自车祸以后,她发现自己忽然变得不能控制自己的情绪。直到她拿起花瓶砸在他头上的那一刻,她才恍然大悟,她和父亲有着同样的病症。有一天她会什么都不记得,什么都敢伤害,不知何时就会稀里糊涂结束自己的生命。
她不想徐晏枫看见那样的自己,也不想再次伤害他。于是她佯装成恨他,和他彻底划清界限,从此楚汉分明,各不相扰。
“神爱着他的每一个信徒,我们若承认自己的罪,他就必赦免我们。”神父的声音在空旷的教堂里回荡。
来年四月,穆夕去了津南町看中子樱花。站在苍茫的林海雪原里,遥望着湖畔,一株株在雪色天地里兀自绽放的粉白樱花。
中子樱花又名残雪樱——在残雪里盛开的樱花。那一刻,她想起曾经看过一本诗词,其中一首是江户川时代的僧人良宽在辞世时写下的词:“散樱,残花也散。

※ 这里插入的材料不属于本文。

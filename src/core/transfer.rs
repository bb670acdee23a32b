//! 传输工作池 - 以有限并发执行逐文件同步任务

use crate::core::cache::RemoteDirectoryCache;
use crate::core::comparator::needs_upload;
use crate::core::engine::SyncSummary;
use crate::core::ensurer::DirectoryEnsurer;
use crate::core::error::SyncError;
use crate::core::events::{EventSink, SyncEvent};
use crate::core::file_state::LocalFileDescriptor;
use crate::core::paths;
use crate::storage::RemoteSession;
use std::sync::atomic::{AtomicU64, Ordering};
use std::sync::Arc;
use tokio::sync::{RwLock, Semaphore};
use tokio_util::sync::CancellationToken;
use tracing::{debug, error, info, warn};

/// 传输统计
#[derive(Debug, Default)]
struct TransferStats {
    uploaded: AtomicU64,
    skipped: AtomicU64,
    failed: AtomicU64,
    directories_created: AtomicU64,
    bytes_transferred: AtomicU64,
}

/// 单个文件的处理结果
#[derive(Debug, Clone, Copy, PartialEq, Eq)]
pub enum FileOutcome {
    Uploaded(u64),
    Skipped,
}

/// 工作池运行结果
#[derive(Debug, Clone)]
pub struct PoolResult {
    pub summary: SyncSummary,
    /// 导致中止的会话级错误
    pub fatal: Option<String>,
    pub cancelled: bool,
}

/// 单个任务共享的上下文
struct TaskContext {
    session: Arc<dyn RemoteSession>,
    cache: Arc<RemoteDirectoryCache>,
    events: EventSink,
    stats: Arc<TransferStats>,
    remote_base: String,
    cancel: CancellationToken,
}

pub struct TransferWorkerPool {
    session: Arc<dyn RemoteSession>,
    cache: Arc<RemoteDirectoryCache>,
    remote_base: String,
    max_concurrent: usize,
    events: EventSink,
    cancel: CancellationToken,
}

impl TransferWorkerPool {
    pub fn new(
        session: Arc<dyn RemoteSession>,
        cache: Arc<RemoteDirectoryCache>,
        remote_base: impl Into<String>,
        max_concurrent: usize,
    ) -> Self {
        Self {
            session,
            cache,
            remote_base: remote_base.into(),
            max_concurrent: max_concurrent.max(1),
            events: EventSink::none(),
            cancel: CancellationToken::new(),
        }
    }

    pub fn with_events(mut self, events: EventSink) -> Self {
        self.events = events;
        self
    }

    pub fn with_cancel(mut self, cancel: CancellationToken) -> Self {
        self.cancel = cancel;
        self
    }

    /// 处理所有文件，等待全部任务结束后返回
    pub async fn run(&self, files: Vec<LocalFileDescriptor>) -> PoolResult {
        let total = files.len() as u64;
        let semaphore = Arc::new(Semaphore::new(self.max_concurrent));
        let stats = Arc::new(TransferStats::default());
        let errors = Arc::new(RwLock::new(Vec::<String>::new()));
        let fatal = Arc::new(RwLock::new(None::<String>));
        let context = Arc::new(TaskContext {
            session: self.session.clone(),
            cache: self.cache.clone(),
            events: self.events.clone(),
            stats: stats.clone(),
            remote_base: self.remote_base.clone(),
            cancel: self.cancel.clone(),
        });

        debug!(
            "开始传输 {} 个文件，并发数 {}",
            total, self.max_concurrent
        );

        let mut handles = Vec::new();

        for file in files {
            if self.cancel.is_cancelled() {
                break;
            }

            let permit = tokio::select! {
                permit = semaphore.clone().acquire_owned() => match permit {
                    Ok(p) => p,
                    Err(_) => break,
                },
                _ = self.cancel.cancelled() => break,
            };

            let context = context.clone();
            let errors = errors.clone();
            let fatal = fatal.clone();
            let cancel = self.cancel.clone();

            let handle = tokio::spawn(async move {
                let _permit = permit;
                if cancel.is_cancelled() {
                    return;
                }

                let path = file.relative_path.clone();
                // 取消优先，被中断的上传不计入失败
                let result = tokio::select! {
                    biased;
                    _ = cancel.cancelled() => None,
                    result = Self::sync_file(&context, &file) => Some(result),
                };

                match result {
                    None => debug!("任务已放弃: {}", path),
                    Some(Ok(FileOutcome::Uploaded(bytes))) => {
                        context.stats.uploaded.fetch_add(1, Ordering::Relaxed);
                        context
                            .stats
                            .bytes_transferred
                            .fetch_add(bytes, Ordering::Relaxed);
                    }
                    Some(Ok(FileOutcome::Skipped)) => {
                        context.stats.skipped.fetch_add(1, Ordering::Relaxed);
                    }
                    Some(Err(e)) => {
                        context.stats.failed.fetch_add(1, Ordering::Relaxed);
                        context
                            .events
                            .emit(SyncEvent::Failed {
                                path: path.clone(),
                                error: e.to_string(),
                            })
                            .await;
                        errors.write().await.push(format!("{}: {}", path, e));

                        if e.is_session_fatal() {
                            error!("会话已失效，放弃剩余文件: {}", e);
                            fatal.write().await.get_or_insert_with(|| e.to_string());
                            cancel.cancel();
                        } else {
                            warn!("文件同步失败: {} - {}", path, e);
                        }
                    }
                }
            });

            handles.push(handle);
        }

        // 等待所有任务完成
        for handle in handles {
            if let Err(e) = handle.await {
                error!("传输任务异常退出: {}", e);
                stats.failed.fetch_add(1, Ordering::Relaxed);
            }
        }

        let uploaded = stats.uploaded.load(Ordering::Relaxed);
        let skipped = stats.skipped.load(Ordering::Relaxed);
        let failed = stats.failed.load(Ordering::Relaxed);
        let fatal = fatal.read().await.clone();

        let summary = SyncSummary {
            files_considered: total,
            files_uploaded: uploaded,
            files_skipped: skipped,
            files_failed: failed,
            files_not_attempted: total.saturating_sub(uploaded + skipped + failed),
            directories_created: stats.directories_created.load(Ordering::Relaxed),
            bytes_transferred: stats.bytes_transferred.load(Ordering::Relaxed),
            errors: errors.read().await.clone(),
            duration_ms: 0,
        };

        PoolResult {
            cancelled: fatal.is_none() && self.cancel.is_cancelled(),
            summary,
            fatal,
        }
    }

    /// 同步单个文件
    async fn sync_file(
        context: &TaskContext,
        file: &LocalFileDescriptor,
    ) -> Result<FileOutcome, SyncError> {
        let session = context.session.as_ref();
        let remote_path = paths::remote_target(&context.remote_base, &file.relative_path)?;
        let ensurer = DirectoryEnsurer::new(
            session,
            &context.cache,
            &context.events,
            &context.stats.directories_created,
        );

        let meta = session
            .stat(&remote_path)
            .await
            .map_err(|source| SyncError::Transfer {
                path: remote_path.clone(),
                source,
            })?;

        let remote_modified = match &meta {
            None => {
                ensurer
                    .ensure_parent_chain(&remote_path)
                    .await
                    .map_err(|e| SyncError::DirectoryCreation {
                        path: e.path,
                        source: e.source,
                    })?;
                None
            }
            Some(meta) if meta.is_dir => {
                return Err(SyncError::TargetIsDirectory(remote_path));
            }
            Some(meta) => {
                ensurer.mark_parent_chain(&remote_path);
                meta.modified
            }
        };

        if !needs_upload(file, meta.is_some(), remote_modified) {
            debug!("文件已是最新，跳过: {}", file.relative_path);
            context
                .events
                .emit(SyncEvent::Skipped {
                    path: file.relative_path.clone(),
                })
                .await;
            return Ok(FileOutcome::Skipped);
        }

        let bytes = session
            .upload(&file.local_path, &remote_path, &context.cancel)
            .await
            .map_err(|source| SyncError::Transfer {
                path: remote_path.clone(),
                source,
            })?;

        info!("已上传: {} ({} 字节)", file.relative_path, bytes);
        context
            .events
            .emit(SyncEvent::Uploaded {
                path: file.relative_path.clone(),
                remote_path,
                bytes,
            })
            .await;

        Ok(FileOutcome::Uploaded(bytes))
    }
}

无论是凋落的樱花,还是高居枝头的樱花,终会有凋谢的一天。天下没有不散的筵席,就如相遇之后无可避免的别离。
9
札幌的港口。
穆夕坐在轮椅上,两眼微闭,海风拂面,是腥咸的味道,海浪声声中能听到海鸥的啼鸣声。
一个女孩站在一旁看了她很久,才走到她旁边问:“你好,请问你是穆夕吗?”
穆夕看了女孩一眼,又将视线移到浮满碎冰的海面。身旁的小保姆接口道:“你认识她?”
女孩点了点头,又摇头,最后问:“你知道徐晏枫吗?”
小保姆思索片刻,一脸惊喜地说:“是演《风雪客》里的中国男星。”
女孩从手机里翻出一张照片,穆夕和一个英俊的男人站在浅草桥上,笑得异常灿烂。
女孩说:“三年前,徐晏枫在微博上放了这张照片,一直在找照片上的女孩。”
小保姆照料了穆夕三年,她亲眼看着穆夕的精神状态一天比一天差,清醒的时间也越来越短。除了定期有医生上门为她检查身体外,她几乎从不见其他人。今天清晨,她还神智清明地对小保姆说想出去走走,可到海边时又开始神智不清地自言自语。
小保姆想了想,对女孩说:“穆小姐的精神有问题,一个人在日本也挺可怜的,既然徐先生认识她,那你可不可以通知他来接她回去?”
遇到中国少女的时候,札幌才刚入冬。而今雪已悄然融化,那人却还没有来接她。小保姆想,或许徐晏枫早就忘记她了。
冬雪消融天,穆夕在院子里晒着久违的阳光。暖洋洋、明晃晃的光线在她的脸上游移,她舒服地眯起双眼,手指在腿上一笔一笔地写着什么。忽然,光线被遮住了,她抬起头仰望那张逆光的脸,歪着头想了一会儿,突然抓住他的手,好奇地问:“你是谁?”
他在她面前蹲下,反握住她的手,温暖的笑容从黑亮的眼瞳溢出。他将她散下的额发撩到耳后,轻声说:“我叫徐晏枫。”
徐晏枫,她缓缓念叨着,眼里有光一晃而过,旋即又是一片更深沉的迷惘。她认真地问:“你来干什么?”
“我来带你回家。”
“什么是家?”
他一字一句解释:“一个有你、有我的地方,就是家。”
眼前这个一脸天真的人,正是他心心念念、四处寻找的珍宝。纵使她不记得他,她都永远是他想要守护的小姑娘。
小保姆推开窗,只见院子里一个男人站在穆夕面前,正俯身亲吻她。小保姆悄悄红了脸,一抬头,发现昨日还沉寂的樱花树已钻出了粉嫩的花苞,原来春天已在不知不觉中悄悄到来。